Martyrs of the English Reformation


For 150 years during the 16th and 17th centuries, England was at war with Catholicism and the pope. Hundreds of men and women, Catholic and Protestant, were killed during this dispute. Today, the Catholic Church remembers about 300 martyrs who were killed for their faith in England and Wales between 1534 and 1681.

A brief history: Mary I, queen of England and Ireland from 1553-1558, restored Catholicism and papal authority to England. She was known as “Bloody Mary” for having some 300 Protestants burned at the stake for heresy against the Catholic faith.

Mary’s sister and successor, Elizabeth I, reversed this Catholic restoration and denied papal authority in England. In 1570, the pope excommunicated Elizabeth and called Catholics in England to rebel. Fearing invasion by a Catholic nation assisted by English Catholics, Elizabeth repressed Catholicism harshly. To be Catholic was to be a traitor, and it was forbidden by law to attend Catholic Mass.
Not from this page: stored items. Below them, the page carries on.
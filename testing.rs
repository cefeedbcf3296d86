//! Test doubles for the hardware seams
//!
//! Only built for unit tests. Every fake is `Sync` so a controller built
//! from them can live in a `spin::Once` shared between test threads.

use crate::arch::riscv64::cpu::csr::{Csrs, Sie, Sip};
use crate::arch::riscv64::interrupt::mmio::{check_access, DeviceMapper, RegisterIo};
use crate::arch::riscv64::interrupt::plic::LegacyController;
use crate::arch::riscv64::interrupt::{IrqHandler, IrqResult};
use crate::arch::riscv64::smp::sbi::{Firmware, SbiError};
use crate::{Error, HartId, IrqId, Result, VmId};
use spin::Mutex;
use std::cell::RefCell;
use std::collections::{BTreeMap, BTreeSet, VecDeque};
use std::string::{String, ToString};
use std::sync::atomic::{AtomicBool, AtomicUsize, Ordering};
use std::sync::Arc;
use std::vec::Vec;

#[derive(Debug, Default)]
struct RegisterFile {
    values: BTreeMap<usize, u32>,
    writes: Vec<(usize, u32)>,
}

/// Sparse register file; clones share the same registers
#[derive(Debug, Clone)]
pub struct FakeRegisters {
    size: usize,
    file: Arc<Mutex<RegisterFile>>,
}

impl FakeRegisters {
    pub fn new(size: usize) -> Self {
        Self {
            size,
            file: Arc::new(Mutex::new(RegisterFile::default())),
        }
    }

    /// Set a register without recording a write
    pub fn poke(&self, offset: usize, value: u32) {
        self.file.lock().values.insert(offset, value);
    }

    /// Read a register without going through `RegisterIo`
    pub fn peek(&self, offset: usize) -> u32 {
        self.file.lock().values.get(&offset).copied().unwrap_or(0)
    }

    /// Values written to `offset` through `RegisterIo`, oldest first
    pub fn writes_to(&self, offset: usize) -> Vec<u32> {
        self.file
            .lock()
            .writes
            .iter()
            .filter(|(o, _)| *o == offset)
            .map(|(_, v)| *v)
            .collect()
    }

    /// Number of writes through `RegisterIo`
    pub fn write_count(&self) -> usize {
        self.file.lock().writes.len()
    }
}

impl RegisterIo for FakeRegisters {
    fn read32(&self, offset: usize) -> Result<u32> {
        check_access(offset, self.size)?;
        Ok(self.peek(offset))
    }

    fn write32(&self, offset: usize, value: u32) -> Result<()> {
        check_access(offset, self.size)?;
        let mut file = self.file.lock();
        file.values.insert(offset, value);
        file.writes.push((offset, value));
        Ok(())
    }
}

/// Mapper handing out fake windows
#[derive(Debug, Default)]
pub struct FakeMapper {
    windows: Mutex<BTreeMap<usize, FakeRegisters>>,
    mappings: Mutex<Vec<(usize, usize)>>,
    failing: Mutex<BTreeSet<usize>>,
}

impl FakeMapper {
    pub fn new() -> Self {
        Self::default()
    }

    /// Serve `regs` when `phys` is mapped
    pub fn with_window(self, phys: usize, regs: FakeRegisters) -> Self {
        self.windows.lock().insert(phys, regs);
        self
    }

    /// Fail every mapping of `phys`
    pub fn failing_at(self, phys: usize) -> Self {
        self.failing.lock().insert(phys);
        self
    }

    /// `(phys, size)` of every successful mapping, in order
    pub fn mappings(&self) -> Vec<(usize, usize)> {
        self.mappings.lock().clone()
    }
}

impl DeviceMapper for FakeMapper {
    type Io = FakeRegisters;

    fn map_device(&self, phys: usize, size: usize) -> Result<FakeRegisters> {
        if self.failing.lock().contains(&phys) {
            return Err(Error::ResourceUnavailable);
        }
        self.mappings.lock().push((phys, size));
        let regs = self
            .windows
            .lock()
            .get(&phys)
            .map(|regs| FakeRegisters { size, file: regs.file.clone() })
            .unwrap_or_else(|| FakeRegisters::new(size));
        Ok(regs)
    }
}

/// Scriptable firmware
#[derive(Debug)]
pub struct FakeFirmware {
    num_sources: core::result::Result<usize, SbiError>,
    failing: BTreeSet<usize>,
    enable_result: core::result::Result<(), SbiError>,
    delegated: Mutex<Vec<usize>>,
    enable_calls: AtomicUsize,
    ipis: Mutex<Vec<(usize, usize)>>,
}

impl FakeFirmware {
    pub fn new(num_sources: core::result::Result<usize, SbiError>) -> Self {
        Self {
            num_sources,
            failing: BTreeSet::new(),
            enable_result: Ok(()),
            delegated: Mutex::new(Vec::new()),
            enable_calls: AtomicUsize::new(0),
            ipis: Mutex::new(Vec::new()),
        }
    }

    /// Refuse delegation of `ids`
    pub fn failing(mut self, ids: &[usize]) -> Self {
        self.failing.extend(ids.iter().copied());
        self
    }

    /// Make the CLIC mode switch fail
    pub fn enable_fails(mut self, error: SbiError) -> Self {
        self.enable_result = Err(error);
        self
    }

    /// Every delegation request, in order
    pub fn delegated(&self) -> Vec<usize> {
        self.delegated.lock().clone()
    }

    pub fn enable_calls(&self) -> usize {
        self.enable_calls.load(Ordering::SeqCst)
    }

    pub fn ipis(&self) -> Vec<(usize, usize)> {
        self.ipis.lock().clone()
    }
}

impl Firmware for FakeFirmware {
    fn clic_num_sources(&self) -> core::result::Result<usize, SbiError> {
        self.num_sources
    }

    fn clic_delegate(&self, irq: usize) -> core::result::Result<(), SbiError> {
        self.delegated.lock().push(irq);
        if self.failing.contains(&irq) {
            Err(SbiError::Denied)
        } else {
            Ok(())
        }
    }

    fn clic_enable(&self) -> core::result::Result<(), SbiError> {
        self.enable_calls.fetch_add(1, Ordering::SeqCst);
        self.enable_result
    }

    fn send_ipi(&self, hart_mask: usize, hart_mask_base: HartId) -> core::result::Result<(), SbiError> {
        self.ipis.lock().push((hart_mask, hart_mask_base));
        Ok(())
    }
}

/// Supervisor CSRs backed by atomics
#[derive(Debug, Default)]
pub struct FakeCsrs {
    scause: AtomicUsize,
    sie: AtomicUsize,
    sip: AtomicUsize,
    interrupts_enabled: AtomicBool,
}

impl FakeCsrs {
    pub fn new() -> Self {
        Self::default()
    }

    pub fn set_scause(&self, cause: usize) {
        self.scause.store(cause, Ordering::SeqCst);
    }

    /// Raise pending bits as hardware would
    pub fn raise(&self, bits: Sip) {
        self.sip.fetch_or(bits.bits(), Ordering::SeqCst);
    }

    pub fn interrupts_enabled(&self) -> bool {
        self.interrupts_enabled.load(Ordering::SeqCst)
    }
}

impl Csrs for FakeCsrs {
    fn scause(&self) -> usize {
        self.scause.load(Ordering::SeqCst)
    }

    fn sie(&self) -> Sie {
        Sie::from_bits_truncate(self.sie.load(Ordering::SeqCst))
    }

    fn sie_set(&self, bits: Sie) {
        self.sie.fetch_or(bits.bits(), Ordering::SeqCst);
    }

    fn sie_clear(&self, bits: Sie) {
        self.sie.fetch_and(!bits.bits(), Ordering::SeqCst);
    }

    fn sip(&self) -> Sip {
        Sip::from_bits_truncate(self.sip.load(Ordering::SeqCst))
    }

    fn sip_clear(&self, bits: Sip) {
        // Only SSIP is writable from S-mode
        let writable = bits & Sip::SSIP;
        self.sip.fetch_and(!writable.bits(), Ordering::SeqCst);
    }

    fn set_interrupts_enabled(&self, enabled: bool) {
        self.interrupts_enabled.store(enabled, Ordering::SeqCst);
    }
}

/// Call made on a [`RecordingPlic`]
#[derive(Debug, Clone, Copy, PartialEq, Eq)]
pub enum PlicCall {
    Init,
    CpuInit(HartId),
    SetEnable(HartId, u32, bool),
    SetPriority(u32, u32),
    Pending(u32),
    Claim(HartId),
    Complete(HartId, u32),
    AssignToVm(VmId, u32),
}

/// Legacy controller that records every call
#[derive(Debug, Default)]
pub struct RecordingPlic {
    calls: Mutex<Vec<PlicCall>>,
    claims: Mutex<VecDeque<u32>>,
    pending: Mutex<BTreeSet<u32>>,
}

impl RecordingPlic {
    pub fn new() -> Self {
        Self::default()
    }

    /// Queue a source for the next claim
    pub fn queue_claim(&self, id: u32) {
        self.claims.lock().push_back(id);
    }

    pub fn set_pending(&self, id: u32) {
        self.pending.lock().insert(id);
    }

    pub fn calls(&self) -> Vec<PlicCall> {
        self.calls.lock().clone()
    }
}

impl LegacyController for RecordingPlic {
    fn init(&self) {
        self.calls.lock().push(PlicCall::Init);
    }

    fn cpu_init(&self, hart: HartId) {
        self.calls.lock().push(PlicCall::CpuInit(hart));
    }

    fn set_enable(&self, hart: HartId, id: u32, enabled: bool) {
        self.calls.lock().push(PlicCall::SetEnable(hart, id, enabled));
    }

    fn set_priority(&self, id: u32, priority: u32) {
        self.calls.lock().push(PlicCall::SetPriority(id, priority));
    }

    fn pending(&self, id: u32) -> bool {
        self.calls.lock().push(PlicCall::Pending(id));
        self.pending.lock().contains(&id)
    }

    fn claim(&self, hart: HartId) -> u32 {
        self.calls.lock().push(PlicCall::Claim(hart));
        self.claims.lock().pop_front().unwrap_or(0)
    }

    fn complete(&self, hart: HartId, id: u32) {
        self.calls.lock().push(PlicCall::Complete(hart, id));
    }

    fn assign_to_vm(&self, vm: VmId, id: u32) {
        self.calls.lock().push(PlicCall::AssignToVm(vm, id));
    }
}

/// Generic handler that records the IDs it sees
#[derive(Debug, Default)]
pub struct RecordingHandler {
    pub handled: Vec<IrqId>,
    forwarded: BTreeSet<IrqId>,
}

impl RecordingHandler {
    pub fn new() -> Self {
        Self::default()
    }

    /// Report `id` as belonging to a guest
    pub fn forwarding(mut self, id: IrqId) -> Self {
        self.forwarded.insert(id);
        self
    }
}

impl IrqHandler for RecordingHandler {
    fn handle(&mut self, id: IrqId) -> IrqResult {
        self.handled.push(id);
        if self.forwarded.contains(&id) {
            IrqResult::ForwardToVm
        } else {
            IrqResult::HandledByHyp
        }
    }
}

std::thread_local! {
    static CAPTURED: RefCell<Vec<(log::Level, String)>> = RefCell::new(Vec::new());
}

struct CaptureLogger;

impl log::Log for CaptureLogger {
    fn enabled(&self, _metadata: &log::Metadata<'_>) -> bool {
        true
    }

    fn log(&self, record: &log::Record<'_>) {
        let message = record.args().to_string();
        CAPTURED.with(|logs| logs.borrow_mut().push((record.level(), message)));
    }

    fn flush(&self) {}
}

static LOGGER: CaptureLogger = CaptureLogger;
static LOGGER_INIT: std::sync::Once = std::sync::Once::new();

/// Log records emitted on the current thread since [`LogCapture::start`]
pub struct LogCapture;

impl LogCapture {
    pub fn start() -> Self {
        LOGGER_INIT.call_once(|| {
            // Another logger may only be installed by a test binary wrapper
            let _ = log::set_logger(&LOGGER);
            log::set_max_level(log::LevelFilter::Trace);
        });
        CAPTURED.with(|logs| logs.borrow_mut().clear());
        LogCapture
    }

    /// Messages logged at `level`
    pub fn at(&self, level: log::Level) -> Vec<String> {
        CAPTURED.with(|logs| {
            logs.borrow()
                .iter()
                .filter(|(l, _)| *l == level)
                .map(|(_, m)| m.clone())
                .collect()
        })
    }

    pub fn warnings(&self) -> Vec<String> {
        self.at(log::Level::Warn)
    }

    pub fn errors(&self) -> Vec<String> {
        self.at(log::Level::Error)
    }

    /// Check a warning containing `needle` was logged
    pub fn warned(&self, needle: &str) -> bool {
        self.warnings().iter().any(|m| m.contains(needle))
    }
}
Catholics in England and Wales were arrested and imprisoned, and many were executed by being hanged, drawn, and quartered. Some 300 Catholic men and women are honored today in separate lists for having died for their faith. They include bishops, priests, religious, and lay men and women.

A list of the Protestant martyrs who were killed during the reinstatement of Catholicism can be found here. Some relics from Catholic martyrs of the English Reformation rest in the reliquary chapel in the Basilica, and a complete list of their names can be found here.

Martyrs of the English Reformation, you faced persecution and were killed for your faith—pray for us!